Task prompt: Print the data that follows exactly as it stands, from its first line through the line containing "fn tag_args() ->", and stop there.

Source records:
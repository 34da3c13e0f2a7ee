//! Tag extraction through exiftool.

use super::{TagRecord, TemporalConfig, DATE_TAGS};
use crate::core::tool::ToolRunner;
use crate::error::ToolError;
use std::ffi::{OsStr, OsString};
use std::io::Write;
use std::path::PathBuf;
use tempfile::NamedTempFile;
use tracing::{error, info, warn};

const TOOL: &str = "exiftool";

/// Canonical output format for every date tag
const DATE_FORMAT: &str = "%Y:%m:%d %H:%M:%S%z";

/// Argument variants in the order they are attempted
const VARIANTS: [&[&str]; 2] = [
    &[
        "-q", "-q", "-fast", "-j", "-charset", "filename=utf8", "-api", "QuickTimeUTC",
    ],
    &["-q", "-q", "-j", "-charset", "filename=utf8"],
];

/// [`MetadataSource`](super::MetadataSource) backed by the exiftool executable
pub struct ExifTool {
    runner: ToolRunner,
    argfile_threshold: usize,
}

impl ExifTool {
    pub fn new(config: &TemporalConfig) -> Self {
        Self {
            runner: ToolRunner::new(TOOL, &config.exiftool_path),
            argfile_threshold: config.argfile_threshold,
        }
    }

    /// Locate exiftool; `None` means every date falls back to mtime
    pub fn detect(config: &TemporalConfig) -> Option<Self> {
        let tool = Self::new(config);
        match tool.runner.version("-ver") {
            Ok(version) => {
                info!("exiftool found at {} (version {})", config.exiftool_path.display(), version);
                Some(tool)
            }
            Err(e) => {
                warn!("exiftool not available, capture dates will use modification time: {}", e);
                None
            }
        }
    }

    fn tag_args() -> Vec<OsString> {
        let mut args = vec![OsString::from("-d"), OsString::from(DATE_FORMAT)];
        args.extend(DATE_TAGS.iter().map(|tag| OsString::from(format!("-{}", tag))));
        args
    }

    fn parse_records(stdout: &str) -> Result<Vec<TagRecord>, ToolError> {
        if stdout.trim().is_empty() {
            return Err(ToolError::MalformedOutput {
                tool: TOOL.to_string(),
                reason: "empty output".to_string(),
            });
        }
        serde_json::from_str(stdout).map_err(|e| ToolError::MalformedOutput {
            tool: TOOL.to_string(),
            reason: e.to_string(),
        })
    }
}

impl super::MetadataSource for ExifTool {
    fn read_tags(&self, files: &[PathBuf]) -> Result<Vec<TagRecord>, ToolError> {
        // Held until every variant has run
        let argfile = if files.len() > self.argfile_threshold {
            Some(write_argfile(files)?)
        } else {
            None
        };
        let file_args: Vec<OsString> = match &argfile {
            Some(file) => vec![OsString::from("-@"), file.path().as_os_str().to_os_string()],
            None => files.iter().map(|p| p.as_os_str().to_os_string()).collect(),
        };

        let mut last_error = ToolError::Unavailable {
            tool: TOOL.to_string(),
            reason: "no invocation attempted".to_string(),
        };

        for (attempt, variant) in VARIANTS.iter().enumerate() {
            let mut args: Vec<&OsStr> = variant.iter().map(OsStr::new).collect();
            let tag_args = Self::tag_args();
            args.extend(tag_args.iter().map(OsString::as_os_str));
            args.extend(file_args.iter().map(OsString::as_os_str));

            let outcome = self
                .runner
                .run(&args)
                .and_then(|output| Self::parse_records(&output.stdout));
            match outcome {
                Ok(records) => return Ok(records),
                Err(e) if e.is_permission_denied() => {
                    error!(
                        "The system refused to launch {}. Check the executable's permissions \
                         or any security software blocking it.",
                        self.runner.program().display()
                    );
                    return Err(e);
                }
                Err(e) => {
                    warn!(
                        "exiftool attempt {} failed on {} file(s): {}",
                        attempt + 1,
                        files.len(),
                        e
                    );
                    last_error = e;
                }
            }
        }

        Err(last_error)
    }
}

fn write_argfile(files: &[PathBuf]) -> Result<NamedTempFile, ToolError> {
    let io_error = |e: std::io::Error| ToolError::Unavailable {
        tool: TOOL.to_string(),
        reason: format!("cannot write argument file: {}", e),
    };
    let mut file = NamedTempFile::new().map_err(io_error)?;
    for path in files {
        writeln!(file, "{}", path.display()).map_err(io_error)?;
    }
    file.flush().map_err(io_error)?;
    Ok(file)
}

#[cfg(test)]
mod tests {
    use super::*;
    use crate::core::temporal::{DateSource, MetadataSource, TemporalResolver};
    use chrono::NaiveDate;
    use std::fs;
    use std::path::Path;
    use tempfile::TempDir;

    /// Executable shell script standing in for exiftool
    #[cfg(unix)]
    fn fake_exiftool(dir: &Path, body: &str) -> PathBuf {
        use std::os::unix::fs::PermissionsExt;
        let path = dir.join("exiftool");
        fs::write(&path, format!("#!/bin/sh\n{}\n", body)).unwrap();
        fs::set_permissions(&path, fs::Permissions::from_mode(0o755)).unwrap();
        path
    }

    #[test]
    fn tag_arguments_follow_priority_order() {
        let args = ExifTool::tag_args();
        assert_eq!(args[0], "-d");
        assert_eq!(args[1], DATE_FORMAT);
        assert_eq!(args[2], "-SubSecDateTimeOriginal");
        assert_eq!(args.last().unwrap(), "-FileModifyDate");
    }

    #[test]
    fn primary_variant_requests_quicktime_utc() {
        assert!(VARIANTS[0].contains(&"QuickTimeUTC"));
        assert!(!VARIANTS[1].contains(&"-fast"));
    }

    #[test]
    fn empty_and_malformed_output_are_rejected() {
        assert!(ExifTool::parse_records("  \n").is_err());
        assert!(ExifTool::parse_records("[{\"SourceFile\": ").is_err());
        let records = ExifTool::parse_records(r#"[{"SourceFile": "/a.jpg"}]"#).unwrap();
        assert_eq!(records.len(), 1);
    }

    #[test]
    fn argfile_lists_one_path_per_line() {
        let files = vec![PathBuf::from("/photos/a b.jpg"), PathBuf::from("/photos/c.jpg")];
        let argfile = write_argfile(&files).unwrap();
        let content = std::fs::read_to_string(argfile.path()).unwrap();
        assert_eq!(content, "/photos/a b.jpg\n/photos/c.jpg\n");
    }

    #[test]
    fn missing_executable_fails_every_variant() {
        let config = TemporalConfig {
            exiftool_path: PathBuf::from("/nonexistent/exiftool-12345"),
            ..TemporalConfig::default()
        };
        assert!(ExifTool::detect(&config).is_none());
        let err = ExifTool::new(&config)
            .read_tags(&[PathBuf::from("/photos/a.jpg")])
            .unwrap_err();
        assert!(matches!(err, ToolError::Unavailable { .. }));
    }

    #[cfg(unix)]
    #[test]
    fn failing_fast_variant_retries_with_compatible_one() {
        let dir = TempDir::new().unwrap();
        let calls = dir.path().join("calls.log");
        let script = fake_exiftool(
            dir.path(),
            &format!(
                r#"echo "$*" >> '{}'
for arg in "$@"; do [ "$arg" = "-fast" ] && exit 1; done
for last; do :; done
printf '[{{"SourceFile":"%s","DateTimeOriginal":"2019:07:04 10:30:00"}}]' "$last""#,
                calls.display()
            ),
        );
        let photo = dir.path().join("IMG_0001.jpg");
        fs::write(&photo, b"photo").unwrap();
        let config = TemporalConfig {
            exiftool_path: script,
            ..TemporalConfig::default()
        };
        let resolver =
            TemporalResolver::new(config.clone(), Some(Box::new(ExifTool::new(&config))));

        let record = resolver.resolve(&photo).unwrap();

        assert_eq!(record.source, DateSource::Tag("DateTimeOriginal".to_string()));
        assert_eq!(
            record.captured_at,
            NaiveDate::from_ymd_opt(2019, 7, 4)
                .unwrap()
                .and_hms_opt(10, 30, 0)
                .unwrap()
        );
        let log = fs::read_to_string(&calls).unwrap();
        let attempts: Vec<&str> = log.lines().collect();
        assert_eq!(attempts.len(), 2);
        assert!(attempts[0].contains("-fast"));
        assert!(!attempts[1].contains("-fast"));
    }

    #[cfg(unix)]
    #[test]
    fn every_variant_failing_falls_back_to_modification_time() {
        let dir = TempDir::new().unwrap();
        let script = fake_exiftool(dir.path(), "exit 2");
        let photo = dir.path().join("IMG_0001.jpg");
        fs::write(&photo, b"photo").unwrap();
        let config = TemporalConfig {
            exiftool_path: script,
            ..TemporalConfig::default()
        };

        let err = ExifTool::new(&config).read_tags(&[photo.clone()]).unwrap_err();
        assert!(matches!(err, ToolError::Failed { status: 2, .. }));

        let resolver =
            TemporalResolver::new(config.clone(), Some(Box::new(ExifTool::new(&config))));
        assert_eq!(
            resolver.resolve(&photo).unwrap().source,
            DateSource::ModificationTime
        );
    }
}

Expected answer:
repository 34da3c13e0f2a7ee
//! Tag extraction through exiftool.

use super::{TagRecord, TemporalConfig, DATE_TAGS};
use crate::core::tool::ToolRunner;
use crate::error::ToolError;
use std::ffi::{OsStr, OsString};
use std::io::Write;
use std::path::PathBuf;
use tempfile::NamedTempFile;
use tracing::{error, info, warn};

const TOOL: &str = "exiftool";

/// Canonical output format for every date tag
const DATE_FORMAT: &str = "%Y:%m:%d %H:%M:%S%z";

/// Argument variants in the order they are attempted
const VARIANTS: [&[&str]; 2] = [
    &[
        "-q", "-q", "-fast", "-j", "-charset", "filename=utf8", "-api", "QuickTimeUTC",
    ],
    &["-q", "-q", "-j", "-charset", "filename=utf8"],
];

/// [`MetadataSource`](super::MetadataSource) backed by the exiftool executable
pub struct ExifTool {
    runner: ToolRunner,
    argfile_threshold: usize,
}

impl ExifTool {
    pub fn new(config: &TemporalConfig) -> Self {
        Self {
            runner: ToolRunner::new(TOOL, &config.exiftool_path),
            argfile_threshold: config.argfile_threshold,
        }
    }

    /// Locate exiftool; `None` means every date falls back to mtime
    pub fn detect(config: &TemporalConfig) -> Option<Self> {
        let tool = Self::new(config);
        match tool.runner.version("-ver") {
            Ok(version) => {
                info!("exiftool found at {} (version {})", config.exiftool_path.display(), version);
                Some(tool)
            }
            Err(e) => {
                warn!("exiftool not available, capture dates will use modification time: {}", e);
                None
            }
        }
    }

    fn tag_args() -> Vec<OsString> {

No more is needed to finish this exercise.